Only certain lines below are wanted: those starting at the line containing "to serialize debug" and ending at the line containing "use crate::scheduler::TaskContext;", both included, each retyped exactly.
:: SUPPLIED MATERIAL
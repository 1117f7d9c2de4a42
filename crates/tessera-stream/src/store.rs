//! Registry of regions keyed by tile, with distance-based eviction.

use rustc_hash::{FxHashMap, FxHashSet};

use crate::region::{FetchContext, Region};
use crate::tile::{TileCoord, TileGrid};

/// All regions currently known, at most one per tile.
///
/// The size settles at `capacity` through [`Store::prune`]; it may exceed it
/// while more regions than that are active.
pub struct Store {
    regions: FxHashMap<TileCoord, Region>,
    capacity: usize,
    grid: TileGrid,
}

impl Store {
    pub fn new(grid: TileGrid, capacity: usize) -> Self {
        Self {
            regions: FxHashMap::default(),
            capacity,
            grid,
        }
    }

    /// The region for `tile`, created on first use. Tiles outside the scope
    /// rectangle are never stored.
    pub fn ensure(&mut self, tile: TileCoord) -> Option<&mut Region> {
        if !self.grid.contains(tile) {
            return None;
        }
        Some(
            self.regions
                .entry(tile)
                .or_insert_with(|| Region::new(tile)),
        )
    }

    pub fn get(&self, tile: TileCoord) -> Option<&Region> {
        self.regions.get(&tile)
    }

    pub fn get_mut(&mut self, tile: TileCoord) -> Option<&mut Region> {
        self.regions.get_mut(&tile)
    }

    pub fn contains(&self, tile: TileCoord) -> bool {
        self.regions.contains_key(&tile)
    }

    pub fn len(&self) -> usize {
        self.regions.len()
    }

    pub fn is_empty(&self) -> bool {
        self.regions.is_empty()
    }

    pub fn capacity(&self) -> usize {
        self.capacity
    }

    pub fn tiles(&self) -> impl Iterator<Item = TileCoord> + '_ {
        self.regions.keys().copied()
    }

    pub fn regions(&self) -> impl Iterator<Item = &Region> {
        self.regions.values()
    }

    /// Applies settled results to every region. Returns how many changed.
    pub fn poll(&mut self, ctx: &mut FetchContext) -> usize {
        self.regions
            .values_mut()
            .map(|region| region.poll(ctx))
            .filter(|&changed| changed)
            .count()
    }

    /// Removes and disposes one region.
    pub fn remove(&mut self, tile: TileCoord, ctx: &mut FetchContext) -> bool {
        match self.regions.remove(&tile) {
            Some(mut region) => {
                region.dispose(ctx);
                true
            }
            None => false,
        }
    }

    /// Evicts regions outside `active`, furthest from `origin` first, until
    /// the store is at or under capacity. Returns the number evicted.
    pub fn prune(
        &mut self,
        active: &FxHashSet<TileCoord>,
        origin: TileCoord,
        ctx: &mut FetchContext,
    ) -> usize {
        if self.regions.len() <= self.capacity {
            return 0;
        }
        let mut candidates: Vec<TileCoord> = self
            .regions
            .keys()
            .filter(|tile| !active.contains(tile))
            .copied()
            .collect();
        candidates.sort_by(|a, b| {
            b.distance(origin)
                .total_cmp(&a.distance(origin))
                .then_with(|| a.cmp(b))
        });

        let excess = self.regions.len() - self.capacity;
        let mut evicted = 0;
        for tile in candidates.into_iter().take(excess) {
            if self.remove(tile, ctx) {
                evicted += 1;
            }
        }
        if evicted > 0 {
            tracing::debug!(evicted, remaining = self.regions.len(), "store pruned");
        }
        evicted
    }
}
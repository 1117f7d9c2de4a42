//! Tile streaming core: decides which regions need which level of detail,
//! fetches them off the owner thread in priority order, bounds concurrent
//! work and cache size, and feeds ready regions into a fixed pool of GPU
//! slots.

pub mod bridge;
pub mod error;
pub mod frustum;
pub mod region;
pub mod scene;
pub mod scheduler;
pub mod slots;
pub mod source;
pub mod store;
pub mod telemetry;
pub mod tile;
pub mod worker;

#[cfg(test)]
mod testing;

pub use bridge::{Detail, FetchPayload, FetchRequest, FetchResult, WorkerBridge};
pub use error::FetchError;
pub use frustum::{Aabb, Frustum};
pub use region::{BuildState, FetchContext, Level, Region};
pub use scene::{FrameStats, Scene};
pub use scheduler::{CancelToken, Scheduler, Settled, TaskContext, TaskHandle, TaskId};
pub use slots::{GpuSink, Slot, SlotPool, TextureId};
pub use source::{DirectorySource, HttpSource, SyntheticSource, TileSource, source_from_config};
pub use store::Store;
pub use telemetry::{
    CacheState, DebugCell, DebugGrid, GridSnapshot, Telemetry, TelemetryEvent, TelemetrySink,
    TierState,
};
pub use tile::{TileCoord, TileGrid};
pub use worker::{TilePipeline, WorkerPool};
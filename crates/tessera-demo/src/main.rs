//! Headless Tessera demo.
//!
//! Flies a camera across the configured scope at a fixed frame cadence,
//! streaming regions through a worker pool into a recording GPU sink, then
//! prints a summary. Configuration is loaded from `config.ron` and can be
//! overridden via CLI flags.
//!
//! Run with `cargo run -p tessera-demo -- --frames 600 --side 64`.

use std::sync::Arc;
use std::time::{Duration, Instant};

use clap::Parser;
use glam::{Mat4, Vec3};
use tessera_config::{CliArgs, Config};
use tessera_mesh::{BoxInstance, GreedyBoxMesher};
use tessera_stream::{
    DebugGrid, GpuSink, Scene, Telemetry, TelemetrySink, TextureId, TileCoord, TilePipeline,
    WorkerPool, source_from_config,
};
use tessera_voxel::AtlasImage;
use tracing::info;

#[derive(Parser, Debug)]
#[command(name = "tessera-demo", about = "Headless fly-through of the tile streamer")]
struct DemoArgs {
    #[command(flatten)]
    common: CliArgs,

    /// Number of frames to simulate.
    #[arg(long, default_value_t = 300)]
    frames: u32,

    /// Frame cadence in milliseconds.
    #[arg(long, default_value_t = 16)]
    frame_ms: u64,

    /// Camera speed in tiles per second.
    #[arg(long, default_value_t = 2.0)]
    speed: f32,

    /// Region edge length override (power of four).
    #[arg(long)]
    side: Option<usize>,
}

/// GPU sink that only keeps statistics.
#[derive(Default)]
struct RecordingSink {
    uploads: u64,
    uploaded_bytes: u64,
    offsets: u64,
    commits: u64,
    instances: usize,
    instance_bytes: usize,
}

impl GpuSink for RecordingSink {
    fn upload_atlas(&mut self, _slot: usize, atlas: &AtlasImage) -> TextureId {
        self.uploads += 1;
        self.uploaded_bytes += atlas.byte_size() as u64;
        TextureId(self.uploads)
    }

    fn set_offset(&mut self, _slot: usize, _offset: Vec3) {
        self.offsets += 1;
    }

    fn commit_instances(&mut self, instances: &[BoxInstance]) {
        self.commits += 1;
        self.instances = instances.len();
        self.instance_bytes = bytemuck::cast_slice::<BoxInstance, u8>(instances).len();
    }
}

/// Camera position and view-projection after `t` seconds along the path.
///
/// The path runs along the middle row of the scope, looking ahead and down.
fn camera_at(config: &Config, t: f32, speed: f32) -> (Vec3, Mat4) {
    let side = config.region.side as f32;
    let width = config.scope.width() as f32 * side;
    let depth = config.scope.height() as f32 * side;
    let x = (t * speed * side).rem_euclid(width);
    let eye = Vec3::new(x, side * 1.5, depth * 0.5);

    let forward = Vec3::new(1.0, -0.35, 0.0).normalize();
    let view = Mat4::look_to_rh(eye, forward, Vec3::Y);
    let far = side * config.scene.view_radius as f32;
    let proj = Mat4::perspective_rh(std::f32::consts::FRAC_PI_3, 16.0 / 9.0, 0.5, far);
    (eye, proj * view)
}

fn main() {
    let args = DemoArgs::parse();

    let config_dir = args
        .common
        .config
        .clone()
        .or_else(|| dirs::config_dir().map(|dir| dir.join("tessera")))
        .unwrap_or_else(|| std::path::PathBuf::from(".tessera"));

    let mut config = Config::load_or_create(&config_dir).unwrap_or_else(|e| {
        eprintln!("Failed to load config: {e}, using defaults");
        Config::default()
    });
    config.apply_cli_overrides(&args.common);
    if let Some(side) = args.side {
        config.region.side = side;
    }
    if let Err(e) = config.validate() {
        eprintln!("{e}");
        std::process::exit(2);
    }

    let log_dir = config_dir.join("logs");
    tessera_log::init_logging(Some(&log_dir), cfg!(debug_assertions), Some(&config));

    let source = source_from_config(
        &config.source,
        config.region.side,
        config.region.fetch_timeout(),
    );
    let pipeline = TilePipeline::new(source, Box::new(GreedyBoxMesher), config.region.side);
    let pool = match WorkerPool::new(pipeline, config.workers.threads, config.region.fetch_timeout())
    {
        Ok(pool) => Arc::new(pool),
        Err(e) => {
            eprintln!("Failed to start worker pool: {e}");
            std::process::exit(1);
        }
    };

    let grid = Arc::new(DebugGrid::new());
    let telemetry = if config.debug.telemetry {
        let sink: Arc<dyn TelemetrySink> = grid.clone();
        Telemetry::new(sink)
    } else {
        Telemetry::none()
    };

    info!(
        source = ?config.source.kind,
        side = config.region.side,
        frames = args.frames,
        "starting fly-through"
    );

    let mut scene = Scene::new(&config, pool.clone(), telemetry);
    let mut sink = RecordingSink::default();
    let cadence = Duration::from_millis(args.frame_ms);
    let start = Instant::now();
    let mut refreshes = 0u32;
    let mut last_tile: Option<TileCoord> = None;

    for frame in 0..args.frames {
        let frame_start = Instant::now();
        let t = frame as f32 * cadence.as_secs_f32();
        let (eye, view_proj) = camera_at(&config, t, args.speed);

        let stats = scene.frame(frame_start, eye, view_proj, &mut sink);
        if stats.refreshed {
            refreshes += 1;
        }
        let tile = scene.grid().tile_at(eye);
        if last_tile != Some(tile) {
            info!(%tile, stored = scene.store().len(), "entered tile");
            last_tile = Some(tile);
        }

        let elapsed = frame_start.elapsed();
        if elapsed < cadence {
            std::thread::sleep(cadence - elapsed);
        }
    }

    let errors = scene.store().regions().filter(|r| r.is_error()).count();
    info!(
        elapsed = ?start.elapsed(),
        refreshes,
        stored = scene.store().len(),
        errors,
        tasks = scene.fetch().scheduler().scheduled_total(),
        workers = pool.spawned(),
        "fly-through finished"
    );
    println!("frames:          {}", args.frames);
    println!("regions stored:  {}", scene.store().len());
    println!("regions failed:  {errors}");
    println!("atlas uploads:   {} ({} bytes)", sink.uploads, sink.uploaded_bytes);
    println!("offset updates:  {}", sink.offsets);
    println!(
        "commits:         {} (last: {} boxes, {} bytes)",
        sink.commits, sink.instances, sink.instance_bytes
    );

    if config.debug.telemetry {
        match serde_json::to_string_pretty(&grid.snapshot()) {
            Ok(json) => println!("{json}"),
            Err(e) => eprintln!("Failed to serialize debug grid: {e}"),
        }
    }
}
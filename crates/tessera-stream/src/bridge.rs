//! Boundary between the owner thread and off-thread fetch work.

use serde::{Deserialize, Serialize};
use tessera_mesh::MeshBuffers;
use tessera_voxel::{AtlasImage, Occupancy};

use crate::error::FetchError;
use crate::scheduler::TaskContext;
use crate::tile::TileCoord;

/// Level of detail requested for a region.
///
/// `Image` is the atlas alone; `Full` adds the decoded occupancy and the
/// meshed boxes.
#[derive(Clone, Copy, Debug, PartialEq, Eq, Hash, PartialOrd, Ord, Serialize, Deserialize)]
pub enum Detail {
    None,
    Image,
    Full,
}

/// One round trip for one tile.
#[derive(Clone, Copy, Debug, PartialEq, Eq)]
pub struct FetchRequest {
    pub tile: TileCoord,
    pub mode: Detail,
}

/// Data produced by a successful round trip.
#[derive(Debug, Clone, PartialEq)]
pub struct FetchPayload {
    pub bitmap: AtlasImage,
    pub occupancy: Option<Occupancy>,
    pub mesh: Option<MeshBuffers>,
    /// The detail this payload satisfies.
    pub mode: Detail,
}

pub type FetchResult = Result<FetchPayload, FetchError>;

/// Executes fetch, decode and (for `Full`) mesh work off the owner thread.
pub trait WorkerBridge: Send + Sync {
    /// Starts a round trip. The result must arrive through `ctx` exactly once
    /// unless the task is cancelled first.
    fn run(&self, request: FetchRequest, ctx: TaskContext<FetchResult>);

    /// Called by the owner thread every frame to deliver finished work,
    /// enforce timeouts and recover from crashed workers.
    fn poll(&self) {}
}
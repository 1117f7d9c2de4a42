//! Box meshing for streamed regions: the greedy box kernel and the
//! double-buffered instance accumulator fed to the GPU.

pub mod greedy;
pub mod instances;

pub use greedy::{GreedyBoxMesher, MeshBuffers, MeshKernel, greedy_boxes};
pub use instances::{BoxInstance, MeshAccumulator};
::::
- **TASK ANSWER**
            Err(e) => eprintln!("Failed to serialize debug grid: {e}"),
        }
    }
}
filename crates/tessera-stream/src/bridge.rs
//! Boundary between the owner thread and off-thread fetch work.

use serde::{Deserialize, Serialize};
use tessera_mesh::MeshBuffers;
use tessera_voxel::{AtlasImage, Occupancy};

use crate::error::FetchError;
use crate::scheduler::TaskContext;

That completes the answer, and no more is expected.